Try it
Using the entries below, write out the line with "catalog items matching", the line with "fn from(status: Status)", and every line in between, exactly as each is written.

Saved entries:
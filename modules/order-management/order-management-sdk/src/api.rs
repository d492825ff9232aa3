//! Order management API trait and types
//!
//! Contract trait and error type shared by the client and the server.

use async_trait::async_trait;
use futures::stream::BoxStream;
use tonic::{Code, Status};

use crate::proto::{OrderRequest, OrderResponse};

/// Responses of a streaming call; the stream ends early with the call's error.
pub type OrderStream = BoxStream<'static, Result<OrderResponse, OrderError>>;

/// Requests sent by the caller on a client-streaming or bidirectional call.
/// The caller half-closes by ending the stream.
pub type RequestStream = BoxStream<'static, OrderRequest>;

/// Order management API.
///
/// One logical operation, "find catalog items matching a requested name",
/// exposed through the four RPC interaction patterns.
#[async_trait]
pub trait OrderManagementClientV1: Send + Sync {
    /// First catalog item matching `request.order_name`.
    async fn unary_get_order(&self, request: OrderRequest) -> Result<OrderResponse, OrderError>;

    /// Every matching item, in catalog order.
    async fn server_stream_get_order(&self, request: OrderRequest)
    -> Result<OrderStream, OrderError>;

    /// One response for the first request whose name matches anything.
    async fn client_stream_get_order(
        &self,
        requests: RequestStream,
    ) -> Result<OrderResponse, OrderError>;

    /// Matching items for each request, produced while the caller keeps sending.
    async fn bidi_stream_get_order(&self, requests: RequestStream)
    -> Result<OrderStream, OrderError>;
}

/// Error type for order operations
#[derive(thiserror::Error, Debug, Clone, PartialEq, Eq)]
pub enum OrderError {
    #[error("not found: {0}")]
    NotFound(String),

    #[error("transport failure: {0}")]
    Transport(String),

    #[error("call cancelled")]
    Cancelled,

    #[error("call deadline exceeded")]
    DeadlineExceeded,

    #[error("internal error: {0}")]
    Internal(String),
}

impl OrderError {
    /// No catalog item matches `query`.
    #[must_use]
    pub fn not_found(query: &str) -> Self {
        Self::NotFound(format!("no catalog item matches '{query}'"))
    }

    #[must_use]
    pub fn is_not_found(&self) -> bool {
        matches!(self, Self::NotFound(_))
    }
}

impl From<Status> for OrderError {
    fn from(status: Status) -> Self {
        match status.code() {
            Code::NotFound => Self::NotFound(status.message().to_owned()),
            Code::Cancelled => Self::Cancelled,
            Code::DeadlineExceeded => Self::DeadlineExceeded,
            Code::Internal => Self::Internal(status.message().to_owned()),
            code => Self::Transport(format!("{code}: {}", status.message())),
        }
    }
}

impl From<OrderError> for Status {
    fn from(err: OrderError) -> Self {
        match err {
            OrderError::NotFound(msg) => Status::not_found(msg),
            OrderError::Transport(msg) => Status::unavailable(msg),
            OrderError::Cancelled => Status::cancelled("call cancelled"),
            OrderError::DeadlineExceeded => Status::deadline_exceeded("call deadline exceeded"),
            OrderError::Internal(msg) => Status::internal(msg),
        }
    }
}
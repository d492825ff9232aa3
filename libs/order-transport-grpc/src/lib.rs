#![forbid(unsafe_code)]
#![deny(rust_2018_idioms)]
//! gRPC transport helpers shared by the order service and its clients.
//!
//! - [`client`]: endpoint configuration and connection establishment
//! - [`server`]: hosting a set of tonic routes on a TCP listener with graceful shutdown
//! - [`deadline`]: reading the `grpc-timeout` header carried by incoming calls

pub mod client;
pub mod deadline;
pub mod server;

pub use deadline::{GRPC_TIMEOUT_HEADER, TimeoutParseError, parse_grpc_timeout, request_timeout};
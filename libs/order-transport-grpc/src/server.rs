//! Hosting tonic routes on a TCP listener.
//!
//! The caller binds the listener (so it knows the bound address, including
//! ephemeral ports) and owns the cancellation token that drives graceful
//! shutdown.

use std::net::SocketAddr;

use anyhow::Context;
use tokio::net::TcpListener;
use tokio_stream::wrappers::TcpListenerStream;
use tokio_util::sync::CancellationToken;
use tonic::service::Routes;
use tonic::transport::Server;

/// Bind a TCP listener for the gRPC server.
///
/// `"0.0.0.0:0"` and `"127.0.0.1:0"` pick an ephemeral port; read it back with
/// [`TcpListener::local_addr`].
///
/// # Errors
/// Returns an error if the address cannot be parsed or bound.
pub async fn bind_tcp(listen_addr: &str) -> anyhow::Result<TcpListener> {
    let addr = listen_addr
        .parse::<SocketAddr>()
        .with_context(|| format!("invalid listen_addr '{listen_addr}'"))?;
    let listener = TcpListener::bind(addr)
        .await
        .with_context(|| format!("failed to bind gRPC listener at {addr}"))?;
    Ok(listener)
}

/// Serve `routes` on `listener` until `cancel` fires.
///
/// In-flight calls are allowed to finish once shutdown starts; new
/// connections are refused.
///
/// # Errors
/// Returns an error if the server fails while accepting or serving connections.
pub async fn serve_routes(
    listener: TcpListener,
    routes: Routes,
    cancel: CancellationToken,
) -> anyhow::Result<()> {
    let bound_addr = listener.local_addr()?;
    tracing::info!(%bound_addr, transport = "tcp", "gRPC server listening");

    let incoming = TcpListenerStream::new(listener);
    Server::builder()
        .add_routes(routes)
        .serve_with_incoming_shutdown(incoming, async move {
            cancel.cancelled().await;
        })
        .await?;

    tracing::info!(%bound_addr, "gRPC server stopped");
    Ok(())
}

Response
/// One logical operation, "find catalog items matching a requested name",
/// exposed through the four RPC interaction patterns.
#[async_trait]
pub trait OrderManagementClientV1: Send + Sync {
    /// First catalog item matching `request.order_name`.
    async fn unary_get_order(&self, request: OrderRequest) -> Result<OrderResponse, OrderError>;

    /// Every matching item, in catalog order.
    async fn server_stream_get_order(&self, request: OrderRequest)
    -> Result<OrderStream, OrderError>;

    /// One response for the first request whose name matches anything.
    async fn client_stream_get_order(
        &self,
        requests: RequestStream,
    ) -> Result<OrderResponse, OrderError>;

    /// Matching items for each request, produced while the caller keeps sending.
    async fn bidi_stream_get_order(&self, requests: RequestStream)
    -> Result<OrderStream, OrderError>;
}

/// Error type for order operations
#[derive(thiserror::Error, Debug, Clone, PartialEq, Eq)]
pub enum OrderError {
    #[error("not found: {0}")]
    NotFound(String),

    #[error("transport failure: {0}")]
    Transport(String),

    #[error("call cancelled")]
    Cancelled,

    #[error("call deadline exceeded")]
    DeadlineExceeded,

    #[error("internal error: {0}")]
    Internal(String),
}

impl OrderError {
    /// No catalog item matches `query`.
    #[must_use]
    pub fn not_found(query: &str) -> Self {
        Self::NotFound(format!("no catalog item matches '{query}'"))
    }

    #[must_use]
    pub fn is_not_found(&self) -> bool {
        matches!(self, Self::NotFound(_))
    }
}

impl From<Status> for OrderError {
    fn from(status: Status) -> Self {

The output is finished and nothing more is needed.